KAPLANCIKLI Z. A., Turan-Zitouni G., ÖZDEMİR A., Teulade J.

ARCHIV DER PHARMAZIE, vol.341, no.11, pp.721-724, 2008 (SCI-Expanded) identifier identifier identifier

  • Publication Type: Article / Article
  • Volume: 341 Issue: 11
  • Publication Date: 2008
  • Doi Number: 10.1002/ardp.200800048
  • Journal Name: ARCHIV DER PHARMAZIE
  • Journal Indexes: Science Citation Index Expanded (SCI-EXPANDED), Scopus, Index Chemicus (IC)
  • Page Numbers: pp.721-724
  • Keywords: Antituberculosis activity, Hydrazide, Imidazo[1,2-a]pyridine, ANTIMYCOBACTERIAL ACTIVITY, IN-VITRO, TUBERCULOSIS, TB
  • Bilecik Şeyh Edebali University Affiliated: No

Abstract

The increasing clinical importance of drug-resistant mycobacterial pathogens, especially Mycobacterium tuberculosis, has lent additional urgency to microbiological research and new antimycobacterial compound development.

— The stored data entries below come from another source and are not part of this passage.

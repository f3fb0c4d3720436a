// SPDX-License-Identifier: GPL-3.0-only

//! Persistent settings
//!
//! Stored as JSON in `<config dir>/asset-capture/config.json`. Missing keys
//! take their default; a missing or unreadable file yields the defaults.

use crate::backends::camera::CaptureConstraints;
use crate::constants::{JPEG_QUALITY, SYNC_LATENCY};
use crate::errors::{AppError, AppResult};
use crate::geolocation::Coordinates;
use crate::storage::default_capture_dir;
use serde::{Deserialize, Serialize};
use std::fs;
use std::path::{Path, PathBuf};
use std::time::Duration;
use tracing::{debug, warn};

const APP_DIR: &str = "asset-capture";
const CONFIG_FILE: &str = "config.json";

#[derive(Debug, Clone, PartialEq, Serialize, Deserialize)]
#[serde(default)]
pub struct Config {
    /// Constraints requested when a capture surface opens
    pub constraints: CaptureConstraints,
    /// JPEG quality for photos (1-100)
    pub jpeg_quality: u8,
    /// Simulated sync processing latency in milliseconds
    pub sync_latency_ms: u64,
    /// Location attached to uploads when no real provider exists
    pub stub_location: Option<Coordinates>,
    /// Where the CLI writes captured files (`None` = Pictures/asset-capture)
    pub output_dir: Option<PathBuf>,
    /// Start with connectivity flagged offline
    pub start_offline: bool,
}

impl Default for Config {
    fn default() -> Self {
        Self {
            constraints: CaptureConstraints::default(),
            jpeg_quality: JPEG_QUALITY,
            sync_latency_ms: SYNC_LATENCY.as_millis() as u64,
            stub_location: None,
            output_dir: None,
            start_offline: false,
        }
    }
}

impl Config {
    /// Default location of the config file
    pub fn config_path() -> PathBuf {
        dirs::config_dir()
            .unwrap_or_else(|| PathBuf::from("."))
            .join(APP_DIR)
            .join(CONFIG_FILE)
    }

    /// Load from the default location, falling back to defaults
    pub fn load() -> Self {
        Self::load_from(&Self::config_path())
    }

    /// Load from `path`, falling back to defaults
    pub fn load_from(path: &Path) -> Self {
        match Self::read(path) {
            Ok(config) => {
                debug!(path = %path.display(), "Loaded config");
                config
            }
            Err(e) => {
                if path.exists() {
                    warn!(path = %path.display(), error = %e, "Invalid config, using defaults");
                } else {
                    debug!(path = %path.display(), "No config file, using defaults");
                }
                Self::default()
            }
        }
    }

    fn read(path: &Path) -> AppResult<Self> {
        let content = fs::read_to_string(path)
            .map_err(|e| AppError::Config(format!("{}: {}", path.display(), e)))?;
        Ok(serde_json::from_str(&content)?)
    }

    /// Write to `path` (temp file + rename)
    pub fn save_to(&self, path: &Path) -> AppResult<()> {
        if let Some(parent) = path.parent() {
            fs::create_dir_all(parent)?;
        }

        let content = serde_json::to_string_pretty(self)?;
        let tmp = path.with_extension("json.tmp");
        fs::write(&tmp, content)?;
        fs::rename(&tmp, path)?;

        debug!(path = %path.display(), "Saved config");
        Ok(())
    }

    pub fn sync_latency(&self) -> Duration {
        Duration::from_millis(self.sync_latency_ms)
    }

    pub fn output_dir(&self) -> PathBuf {
        self.output_dir.clone().unwrap_or_else(default_capture_dir)
    }
}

For this purpose, new hydrazide derivatives of imidazo[1,2-a]pyridine were synthesized and evaluated for antituberculosis activity. The reaction of 2-[(2-carboxyimidazo[1,2-a]pyridine-3-yl)sulfanyl]acetic acid hydrazide with various benzaldehydes gave N-(arylidene)-2-[(2-carboxyimidazo[1,2-a]pyridine-3-yl)sulfanyl]acetic acid hydrazide derivatives. The chemical structures of the compounds were elucidated by IR, H-1-NMR, FAB-MS spectral data and elemental analysis. Anti tuberculosis activities of the synthesized compounds were determined by broth microdilution assay, the Microplate Alamar Blue Assay in BACTEC 12B medium. The results were screened in vitro, using the BACTEC 460 Radiometric System against Mycobacterium tuberculosis H37Rv (ATCC 27294) at 6.25 mu g/mL; the tested compounds showed significant inhibition.